::: Records shown :::

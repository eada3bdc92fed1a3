mod schema;

use std::path::PathBuf;
use std::sync::{Arc, Mutex, MutexGuard};

use anyhow::{Context, Result};
use chrono::Utc;
use rusqlite::types::Value as SqlValue;
use rusqlite::{Connection, Row};
use serde_json::{Map, Value};
use uuid::Uuid;

use crate::models::*;

/// Persistence used by generated mutators and for running scopes.
pub trait DocumentStore {
    /// Insert the document or overwrite the stored copy with the same id.
    fn save(&self, document: &Document) -> Result<()>;

    fn get_document(&self, id: Uuid) -> Result<Option<Document>>;

    /// Documents matching `criteria`, oldest first.
    fn find(&self, criteria: &Criteria) -> Result<Vec<Document>>;
}

/// SQLite document store. Each document is one row with a JSON body.
#[derive(Clone)]
pub struct Database {
    conn: Arc<Mutex<Connection>>,
}

const DOCUMENT_COLUMNS: &str = "id, model, collection, body, created_at, updated_at";

impl Database {
    pub fn open(path: PathBuf) -> Result<Self> {
        let parent = path
            .parent()
            .ok_or_else(|| anyhow::anyhow!("Database path has no parent directory"))?;
        std::fs::create_dir_all(parent)?;
        let conn = Connection::open(&path)?;
        conn.pragma_update(None, "journal_mode", "WAL")?;
        Ok(Self {
            conn: Arc::new(Mutex::new(conn)),
        })
    }

    pub fn default_path() -> Result<PathBuf> {
        let dirs = directories::ProjectDirs::from("", "", "docenum")
            .ok_or_else(|| anyhow::anyhow!("Could not determine data directory"))?;
        Ok(dirs.data_dir().join("docenum.db"))
    }

    pub fn open_default() -> Result<Self> {
        Self::open(Self::default_path()?)
    }

    pub fn open_memory() -> Result<Self> {
        let conn = Connection::open_in_memory()?;
        Ok(Self {
            conn: Arc::new(Mutex::new(conn)),
        })
    }

    pub fn migrate(&self) -> Result<()> {
        let conn = self.lock()?;
        schema::run_migrations(&conn)
    }

    fn lock(&self) -> Result<MutexGuard<'_, Connection>> {
        self.conn
            .lock()
            .map_err(|_| anyhow::anyhow!("database lock poisoned"))
    }

    // ============================================================
    // Document operations
    // ============================================================

    pub fn insert_document(&self, input: CreateDocumentInput) -> Result<Document> {
        let mut document = Document::new(input.model, input.collection);
        document.fields = input.fields;
        self.save(&document)?;
        Ok(document)
    }

    pub fn get_documents_by_collection(&self, collection: &str) -> Result<Vec<Document>> {
        let conn = self.lock()?;
        let mut stmt = conn.prepare(&format!(
            "SELECT {DOCUMENT_COLUMNS} FROM documents WHERE collection = ? ORDER BY created_at, id"
        ))?;

        let documents = stmt
            .query_map([collection], row_to_document)?
            .collect::<Result<Vec<_>, _>>()?;

        Ok(documents)
    }

    pub fn delete_document(&self, id: Uuid) -> Result<bool> {
        let conn = self.lock()?;
        let rows = conn.execute("DELETE FROM documents WHERE id = ?", [id.to_string()])?;
        Ok(rows > 0)
    }
}

impl DocumentStore for Database {
    fn save(&self, document: &Document) -> Result<()> {
        let body =
            serde_json::to_string(&document.fields).context("Failed to serialize document")?;
        let conn = self.lock()?;
        conn.execute(
            "INSERT INTO documents (id, model, collection, body, created_at, updated_at)
             VALUES (?, ?, ?, ?, ?, ?)
             ON CONFLICT(id) DO UPDATE SET
                model = excluded.model,
                collection = excluded.collection,
                body = excluded.body,
                updated_at = excluded.updated_at",
            (
                document.id.to_string(),
                &document.model,
                &document.collection,
                body,
                document.created_at.to_rfc3339(),
                document.updated_at.to_rfc3339(),
            ),
        )
        .with_context(|| format!("Failed to save document {}", document.id))?;
        Ok(())
    }

    fn get_document(&self, id: Uuid) -> Result<Option<Document>> {
        let conn = self.lock()?;
        let mut stmt = conn.prepare(&format!(
            "SELECT {DOCUMENT_COLUMNS} FROM documents WHERE id = ?"
        ))?;

        let mut rows = stmt.query([id.to_string()])?;
        if let Some(row) = rows.next()? {
            Ok(Some(row_to_document(row)?))
        } else {
            Ok(None)
        }
    }

    fn find(&self, criteria: &Criteria) -> Result<Vec<Document>> {
        let (sql, params) = criteria_query(criteria);
        let conn = self.lock()?;
        let mut stmt = conn.prepare(&sql)?;

        let documents = stmt
            .query_map(rusqlite::params_from_iter(params), row_to_document)?
            .collect::<Result<Vec<_>, _>>()?;

        tracing::debug!(
            model = %criteria.model(),
            collection = %criteria.collection(),
            matched = documents.len(),
            "Ran criteria"
        );

        Ok(documents)
    }
}

/// Build the SQL for a criteria. Selector fields are read from the JSON body.
fn criteria_query(criteria: &Criteria) -> (String, Vec<SqlValue>) {
    let mut sql = format!("SELECT {DOCUMENT_COLUMNS} FROM documents WHERE collection = ?");
    let mut params = vec![SqlValue::Text(criteria.collection().to_string())];

    if !criteria.types().is_empty() {
        let placeholders = vec!["?"; criteria.types().len()].join(", ");
        sql.push_str(&format!(" AND model IN ({placeholders})"));
        params.extend(criteria.types().iter().cloned().map(SqlValue::Text));
    }

    for (field, expected) in criteria.selector() {
        params.push(SqlValue::Text(json_path(field)));
        match expected {
            Value::Null => sql.push_str(" AND json_extract(body, ?) IS NULL"),
            Value::Array(_) | Value::Object(_) => {
                sql.push_str(" AND json_extract(body, ?) = json(?)");
                params.push(SqlValue::Text(expected.to_string()));
            }
            scalar => {
                sql.push_str(" AND json_extract(body, ?) = ?");
                params.push(to_sql_value(scalar));
            }
        }
    }

    sql.push_str(" ORDER BY created_at, id");
    (sql, params)
}

fn json_path(field: &str) -> String {
    format!("$.\"{}\"", field.replace('"', ""))
}

/// SQL value `json_extract` yields for a scalar JSON value.
fn to_sql_value(value: &Value) -> SqlValue {
    match value {
        Value::Bool(b) => SqlValue::Integer(i64::from(*b)),
        Value::Number(n) => match n.as_i64() {
            Some(i) => SqlValue::Integer(i),
            None => SqlValue::Real(n.as_f64().unwrap_or_default()),
        },
        Value::String(s) => SqlValue::Text(s.clone()),
        other => SqlValue::Text(other.to_string()),
    }
}

fn row_to_document(row: &Row<'_>) -> rusqlite::Result<Document> {
    Ok(Document {
        id: parse_uuid(row.get::<_, String>(0)?),
        model: row.get(1)?,
        collection: row.get(2)?,
        fields: parse_body(row.get::<_, String>(3)?),
        created_at: parse_datetime(row.get::<_, String>(4)?),
        updated_at: parse_datetime(row.get::<_, String>(5)?),
    })
}

fn parse_uuid(s: String) -> Uuid {
    Uuid::parse_str(&s).unwrap_or_else(|_| Uuid::nil())
}

fn parse_datetime(s: String) -> chrono::DateTime<Utc> {
    chrono::DateTime::parse_from_rfc3339(&s)
        .map(|dt| dt.with_timezone(&Utc))
        .unwrap_or_else(|_| Utc::now())
}

fn parse_body(s: String) -> Map<String, Value> {
    serde_json::from_str(&s).unwrap_or_default()
}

:::

Return each line of the data above verbatim.

» **Expected answer**:
repository eada3bdc92fed1a3
mod schema;

use std::path::PathBuf;
use std::sync::{Arc, Mutex, MutexGuard};

use anyhow::{Context, Result};
use chrono::Utc;
use rusqlite::types::Value as SqlValue;
use rusqlite::{Connection, Row};
use serde_json::{Map, Value};
use uuid::Uuid;

use crate::models::*;

/// Persistence used by generated mutators and for running scopes.
pub trait DocumentStore {
    /// Insert the document or overwrite the stored copy with the same id.
    fn save(&self, document: &Document) -> Result<()>;

    fn get_document(&self, id: Uuid) -> Result<Option<Document>>;

    /// Documents matching `criteria`, oldest first.
    fn find(&self, criteria: &Criteria) -> Result<Vec<Document>>;
}

/// SQLite document store. Each document is one row with a JSON body.
#[derive(Clone)]
pub struct Database {
    conn: Arc<Mutex<Connection>>,
}

const DOCUMENT_COLUMNS: &str = "id, model, collection, body, created_at, updated_at";

impl Database {
    pub fn open(path: PathBuf) -> Result<Self> {
        let parent = path
            .parent()
            .ok_or_else(|| anyhow::anyhow!("Database path has no parent directory"))?;
        std::fs::create_dir_all(parent)?;
        let conn = Connection::open(&path)?;
        conn.pragma_update(None, "journal_mode", "WAL")?;
        Ok(Self {
            conn: Arc::new(Mutex::new(conn)),
        })
    }

    pub fn default_path() -> Result<PathBuf> {
        let dirs = directories::ProjectDirs::from("", "", "docenum")
            .ok_or_else(|| anyhow::anyhow!("Could not determine data directory"))?;
        Ok(dirs.data_dir().join("docenum.db"))
    }

    pub fn open_default() -> Result<Self> {
        Self::open(Self::default_path()?)
    }

    pub fn open_memory() -> Result<Self> {
        let conn = Connection::open_in_memory()?;
        Ok(Self {
            conn: Arc::new(Mutex::new(conn)),
        })
    }

    pub fn migrate(&self) -> Result<()> {
        let conn = self.lock()?;
        schema::run_migrations(&conn)
    }

    fn lock(&self) -> Result<MutexGuard<'_, Connection>> {
        self.conn
            .lock()
            .map_err(|_| anyhow::anyhow!("database lock poisoned"))
    }

    // ============================================================
    // Document operations
    // ============================================================

    pub fn insert_document(&self, input: CreateDocumentInput) -> Result<Document> {
        let mut document = Document::new(input.model, input.collection);
        document.fields = input.fields;
        self.save(&document)?;
        Ok(document)
    }

    pub fn get_documents_by_collection(&self, collection: &str) -> Result<Vec<Document>> {
        let conn = self.lock()?;
        let mut stmt = conn.prepare(&format!(
            "SELECT {DOCUMENT_COLUMNS} FROM documents WHERE collection = ? ORDER BY created_at, id"
        ))?;

        let documents = stmt
            .query_map([collection], row_to_document)?
            .collect::<Result<Vec<_>, _>>()?;

        Ok(documents)
    }

    pub fn delete_document(&self, id: Uuid) -> Result<bool> {
        let conn = self.lock()?;
        let rows = conn.execute("DELETE FROM documents WHERE id = ?", [id.to_string()])?;
        Ok(rows > 0)
    }
}

impl DocumentStore for Database {
    fn save(&self, document: &Document) -> Result<()> {
        let body =
            serde_json::to_string(&document.fields).context("Failed to serialize document")?;
        let conn = self.lock()?;
        conn.execute(
            "INSERT INTO documents (id, model, collection, body, created_at, updated_at)
             VALUES (?, ?, ?, ?, ?, ?)
             ON CONFLICT(id) DO UPDATE SET
                model = excluded.model,
                collection = excluded.collection,
                body = excluded.body,
                updated_at = excluded.updated_at",
            (
                document.id.to_string(),
                &document.model,
                &document.collection,
                body,
                document.created_at.to_rfc3339(),
                document.updated_at.to_rfc3339(),
            ),
        )
        .with_context(|| format!("Failed to save document {}", document.id))?;
        Ok(())
    }

    fn get_document(&self, id: Uuid) -> Result<Option<Document>> {
        let conn = self.lock()?;
        let mut stmt = conn.prepare(&format!(
            "SELECT {DOCUMENT_COLUMNS} FROM documents WHERE id = ?"
        ))?;

        let mut rows = stmt.query([id.to_string()])?;
        if let Some(row) = rows.next()? {
            Ok(Some(row_to_document(row)?))
        } else {
            Ok(None)
        }
    }

    fn find(&self, criteria: &Criteria) -> Result<Vec<Document>> {
        let (sql, params) = criteria_query(criteria);
        let conn = self.lock()?;
        let mut stmt = conn.prepare(&sql)?;

        let documents = stmt
            .query_map(rusqlite::params_from_iter(params), row_to_document)?
            .collect::<Result<Vec<_>, _>>()?;

        tracing::debug!(
            model = %criteria.model(),
            collection = %criteria.collection(),
            matched = documents.len(),
            "Ran criteria"
        );

        Ok(documents)
    }
}

/// Build the SQL for a criteria. Selector fields are read from the JSON body.
fn criteria_query(criteria: &Criteria) -> (String, Vec<SqlValue>) {
    let mut sql = format!("SELECT {DOCUMENT_COLUMNS} FROM documents WHERE collection = ?");
    let mut params = vec![SqlValue::Text(criteria.collection().to_string())];

    if !criteria.types().is_empty() {
        let placeholders = vec!["?"; criteria.types().len()].join(", ");
        sql.push_str(&format!(" AND model IN ({placeholders})"));
        params.extend(criteria.types().iter().cloned().map(SqlValue::Text));
    }

    for (field, expected) in criteria.selector() {
        params.push(SqlValue::Text(json_path(field)));
        match expected {
            Value::Null => sql.push_str(" AND json_extract(body, ?) IS NULL"),
            Value::Array(_) | Value::Object(_) => {
                sql.push_str(" AND json_extract(body, ?) = json(?)");
                params.push(SqlValue::Text(expected.to_string()));
            }
            scalar => {
                sql.push_str(" AND json_extract(body, ?) = ?");
                params.push(to_sql_value(scalar));
            }
        }
    }

    sql.push_str(" ORDER BY created_at, id");
    (sql, params)
}

fn json_path(field: &str) -> String {
    format!("$.\"{}\"", field.replace('"', ""))
}

/// SQL value `json_extract` yields for a scalar JSON value.
fn to_sql_value(value: &Value) -> SqlValue {
    match value {
        Value::Bool(b) => SqlValue::Integer(i64::from(*b)),
        Value::Number(n) => match n.as_i64() {
            Some(i) => SqlValue::Integer(i),
            None => SqlValue::Real(n.as_f64().unwrap_or_default()),
        },
        Value::String(s) => SqlValue::Text(s.clone()),
        other => SqlValue::Text(other.to_string()),
    }
}

fn row_to_document(row: &Row<'_>) -> rusqlite::Result<Document> {
    Ok(Document {
        id: parse_uuid(row.get::<_, String>(0)?),
        model: row.get(1)?,
        collection: row.get(2)?,
        fields: parse_body(row.get::<_, String>(3)?),
        created_at: parse_datetime(row.get::<_, String>(4)?),
        updated_at: parse_datetime(row.get::<_, String>(5)?),
    })
}

fn parse_uuid(s: String) -> Uuid {
    Uuid::parse_str(&s).unwrap_or_else(|_| Uuid::nil())
}

fn parse_datetime(s: String) -> chrono::DateTime<Utc> {
    chrono::DateTime::parse_from_rfc3339(&s)
        .map(|dt| dt.with_timezone(&Utc))
        .unwrap_or_else(|_| Utc::now())
}

fn parse_body(s: String) -> Map<String, Value> {
    serde_json::from_str(&s).unwrap_or_default()
}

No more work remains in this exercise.